Lætitia Bucaille et Agnès Villechaise (dir.) Presses de Sciences Po, 2020, 256 p., 22 €

Cet ouvrage collectif de sciences humaines et sociales constitue une réelle contribution à la connaissance des Français et Françaises de confession musulmane. Dans le premier chapitre, d’approche essentiellement statistique, Vincent Tiberj estime le nombre de musulmans et musulmanes à quatre millions environ ; il rappelle par ailleurs que 68 % des musulmans considérant la religion comme « très ou assez importante » déclarent ne jamais assister à un office religieux. Tout en ayant un propos affirmé, les auteurs refusent la violente polarisation des débats actuels autour de l’islam en France. Actant une visibilité croissante de la deuxième religion du pays depuis une vingtaine d’années, ils prennent au sérieux les désirs d’islam qui s’y expriment. 

Des portraits nuancés et précis – une mise au point méthodologique est effectuée à chacune des contributions – sont proposés. Trois catégories sont distinguées : « musulmans et citoyens ordinaires » ; « musulmans en quête d’émancipation » ; « musulmans suspects ». Qu’il s’agisse des revendications de mères de famille pour l’école de leurs enfants dans un quartier populaire de Nîmes (Geneviève Zoïa et Laurent Visier) ou le travail d’entrepreneurs musulmans au sein de l’union professionnelle Synergie des professionnels musulmans de France (Sarah Aïter), on retrouve le même double mouvement : l’attachement à l’islam et le souhait de vivre d’une façon ordinaire, de jouir de ses droits, comme n’importe quel Français. Hormis le premier chapitre, l’approche ethnographique et le suivi au long cours des populations enquêtées sont privilégiés.

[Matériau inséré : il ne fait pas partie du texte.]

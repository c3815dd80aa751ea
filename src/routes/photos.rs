use axum::{body::Body, extract::{Multipart, Path, Query, State}, http::{header, StatusCode}, response::{IntoResponse, Response}, routing::{delete, get, post}, Json, Router};
use serde_json::{json, Value};
use tokio_util::io::ReaderStream;

use crate::domain::face::FaceForRead;
use crate::model::{photos::{PhotoForAdd, PhotoQuery}, users::ConnectedUser, ModelController};
use crate::tools::scheduler::{face_processing::FaceProcessingTask, SvSchedulerWhen, SvTaskType};
use crate::{Error, Result};

use super::ImageRequestOptions;


pub fn routes(mc: ModelController) -> Router {
	Router::new()
		.route("/", get(handler_list))
		.route("/", post(handler_upload))
		.route("/:id", get(handler_get))
		.route("/:id", delete(handler_delete))
		.route("/:id/file", get(handler_file))
		.route("/:id/faces", get(handler_faces))
		.route("/:id/detect", post(handler_detect))
		.with_state(mc)
}

async fn handler_list(State(mc): State<ModelController>, user: ConnectedUser, Query(query): Query<PhotoQuery>) -> Result<Json<Value>> {
	let photos = mc.get_photos(query, &user).await?;
	let body = Json(json!(photos));
	Ok(body)
}

async fn handler_get(Path(photo_id): Path<String>, State(mc): State<ModelController>, user: ConnectedUser) -> Result<Json<Value>> {
	let photo = mc.get_photo(&photo_id, &user).await?;
	let body = Json(json!(photo));
	Ok(body)
}

async fn handler_delete(Path(photo_id): Path<String>, State(mc): State<ModelController>, user: ConnectedUser) -> Result<Json<Value>> {
	let photo = mc.remove_photo(&photo_id, &user).await?;
	let body = Json(json!(photo));
	Ok(body)
}

/// Accepts the upload, stores it and replies 202 immediately; face matching
/// results become available asynchronously through `/:id/faces`.
async fn handler_upload(State(mc): State<ModelController>, user: ConnectedUser, mut multipart: Multipart) -> Result<Response> {
	while let Some(field) = multipart.next_field().await.map_err(|e| Error::Error { message: format!("Invalid multipart request: {}", e) })? {
		let name = field.file_name().unwrap_or("photo").to_string();
		let mimetype = field.content_type().map(|m| m.to_string());
		let data = field.bytes().await.map_err(|e| Error::Error { message: format!("Unable to read upload: {}", e) })?;
		let photo = mc.upload_photo(PhotoForAdd { name, mimetype }, data.to_vec(), &user).await?;
		let body = Json(json!({ "photo": photo, "status": "processing" }));
		return Ok((StatusCode::ACCEPTED, body).into_response());
	}
	Err(Error::Error { message: "No file provided".to_string() })
}

async fn handler_file(Path(photo_id): Path<String>, State(mc): State<ModelController>, user: ConnectedUser, Query(query): Query<ImageRequestOptions>) -> Result<Response> {
	let (file, mimetype) = mc.photo_file(&photo_id, query.size, &user).await?;
	let stream = ReaderStream::new(file);
	let body = Body::from_stream(stream);
	Ok(([(header::CONTENT_TYPE, mimetype)], body).into_response())
}

async fn handler_faces(Path(photo_id): Path<String>, State(mc): State<ModelController>, user: ConnectedUser) -> Result<Json<Value>> {
	let faces: Vec<FaceForRead> = mc.get_photo_faces(&photo_id, &user).await?.into_iter().map(FaceForRead::from).collect();
	Ok(Json(json!(faces)))
}

/// Queue a fresh pipeline run for an already stored photo.
async fn handler_detect(Path(photo_id): Path<String>, State(mc): State<ModelController>, user: ConnectedUser) -> Result<Response> {
	// access check up front so a foreign photo id is rejected synchronously
	let photo = mc.get_photo(&photo_id, &user).await?;
	mc.scheduler.add(SvTaskType::FaceProcessing, SvSchedulerWhen::At(0), FaceProcessingTask { photo: photo.id.clone() }).await?;
	let body = Json(json!({ "photo_id": photo.id, "status": "processing" }));
	Ok((StatusCode::ACCEPTED, body).into_response())
}
use axum::{extract::{Multipart, Path, State}, routing::{delete, get, post}, Json, Router};
use serde_json::{json, Value};

use crate::domain::face::FaceForRead;
use crate::model::{recognition::DetectFacesRequest, users::ConnectedUser, ModelController};
use crate::{Error, Result};


pub fn routes(mc: ModelController) -> Router {
	Router::new()
		.route("/search", post(handler_search))
		.route("/stats", get(handler_stats))
		.route("/batch-detect", post(handler_batch_detect))
		.route("/:id", delete(handler_delete))
		.with_state(mc)
}

/// Upload a query image and find photos containing matching faces.
async fn handler_search(State(mc): State<ModelController>, user: ConnectedUser, mut multipart: Multipart) -> Result<Json<Value>> {
	while let Some(field) = multipart.next_field().await.map_err(|e| Error::Error { message: format!("Invalid multipart request: {}", e) })? {
		let data = field.bytes().await.map_err(|e| Error::Error { message: format!("Unable to read upload: {}", e) })?;
		let result = mc.search_photos_by_face(data.to_vec(), &user).await?;
		return Ok(Json(json!(result)));
	}
	Err(Error::Error { message: "No file provided".to_string() })
}

async fn handler_stats(State(mc): State<ModelController>, user: ConnectedUser) -> Result<Json<Value>> {
	let stats = mc.recognition_stats(&user).await?;
	Ok(Json(json!(stats)))
}

/// Run the pipeline over a list of stored photos with the bounded worker
/// pool; failed photos come back with empty face lists.
async fn handler_batch_detect(State(mc): State<ModelController>, user: ConnectedUser, Json(request): Json<DetectFacesRequest>) -> Result<Json<Value>> {
	let results = mc.process_photos_batch(request.photo_ids, &user).await;
	let results: Vec<Value> = results
		.into_iter()
		.map(|r| json!({ "photo": r.photo, "faces": r.faces.into_iter().map(FaceForRead::from).collect::<Vec<_>>() }))
		.collect();
	Ok(Json(json!(results)))
}

async fn handler_delete(Path(face_id): Path<String>, State(mc): State<ModelController>, user: ConnectedUser) -> Result<Json<Value>> {
	let face = mc.remove_face(&face_id, &user).await?;
	Ok(Json(json!(FaceForRead::from(face))))
}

À ce niveau, bien des questions binaires, surplombantes, qui se posent sur l’islam en France semblent s’affaisser sur elles-mêmes. Par exemple, le diptyque radicalisation de l’islam/islamisation de la radicalité ne rend compte ni de ce que fait le quartier aux individus ni de leurs socialisations diverses. Se demander si l’émancipation permise par une pratique religieuse rigoriste et le port du voile ne constituerait pas en fait une nouvelle forme d’aliénation, c’est manquer le fait que les individus, banalement, changent et que leurs identités sont le fruit d’influences multiples et mouvantes. Lætitia Bucaille et Agnès Villechaise concluent ainsi leur contribution relative aux jeunes femmes musulmanes : « La description d’un processus inéluctable vers une forme de totalitarisme identitaire ne se vérifie pas sur notre terrain. » Par ailleurs, les auteurs prennent toujours soin de remettre l’islam dans un contexte plus large, celui de la place du religieux dans nos sociétés, des dynamiques d’individualisation et de mondialisation en cours, etc.

Pour autant, chacun reste prudent dans ses conclusions. « Les nouvelles expériences de la religiosité, comme d’autres éthiques alternatives et critiques "radicales", tordent les cadres de l’analyse, balaient d’anciens repères […]. La France républicaine peine d’une part à prendre acte de ces bouleversements, et d’autre part à les dépouiller des frayeurs qu’ils suscitent pour les examiner avec justesse, prenant le risque de nourrir des réactions de retrait, d’exclusivisme, d’amertume ou de franche hostilité. » (Lætitia Bucaille et Agnès Villechaise). L’enjeu de produire des politiques publiques adaptées – maintes fois souligné – est d’autant plus important.